A big question, certainly for the tens of thousands of U.S. and NATO forces left in the country, is what they can accomplish in the remaining time of their mission. Even with Panetta’s new timetable, that’s more than a year of fighting — and perhaps years more of training the Afghan army. U.S. commanders say that the Afghans fight much better when they’re partnered with U.S. troops, and that as they improve as soldiers, they’ve held they’re own against the Taliban. That’s something to try to build on.
Like all wars, this one begins and ends with politics. Panetta knows the American public and our European allies are tiring of the ten-year Afghan conflict. His comments Wednesday, on the eve of a NATO meeting here, were the prelude to a broader embrace of the phased withdrawal strategy that will be the showpiece of a NATO summit in Chicago in May.

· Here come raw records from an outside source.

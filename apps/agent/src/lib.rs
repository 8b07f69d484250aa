//! TwinSync agent: the headless client that keeps two paired users' presence
//! signals (battery, location, steps, mood, shared photo) in sync with the
//! TwinSync backend.

pub mod api_client;
pub mod collector;
pub mod config;
pub mod errors;
pub mod jobs;
pub mod models;
pub mod scheduler;
pub mod state;
pub mod store;
pub mod sync;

Panetta argued the quicker handoff was possible because progress had been made: 2011 marked a “significant turning point” in the war against the Taliban he said, with better security and improved performance by Afghan forces. That’s a more optimistic judgment than the one reached by U.S. intelligence analysts, who argued in a new National Intelligence Estimate that the war was a stalemate, according to the Los Angeles Times.
Panetta’s approach had the simplicity of cutting through a knotted rope with a sharp knife. It reflected some political facts of life: war fatigue in NATO countries, not to mention among the Afghans themselves; the frustrating U.S. dependence on the weak and corrupt government of President Hamid Karzai; the maddening role of neighboring Pakistan, which is allied at once with the U.S. and its Taliban enemies.
The Obama administration, which had its eye on the exit ramp even as it added more troops in 2009, seems to have decided it’s time to declare victory and shift from the combat role by the middle of next year.
But officials can’t wish away the facts on the ground. When the NATO mission ends in 2014, the most likely outcome is the stalemate the NIE described—with Afghanistan’s future still up for grabs in a scrum that includes the Afghan army, the Taliban, and the crew of ethnic warlords and local power brokers who have been enriched by the war.
“Keep marching in the right direction,” Panetta said at one point, which means toward the exit for the bulk of U.S. combat troops. The Obama administration has pledged to keep a smaller troop presence in the country after 2014, to keep training the Afghans and to prevent any return to the country by al-Qaeda. That’s something, at least.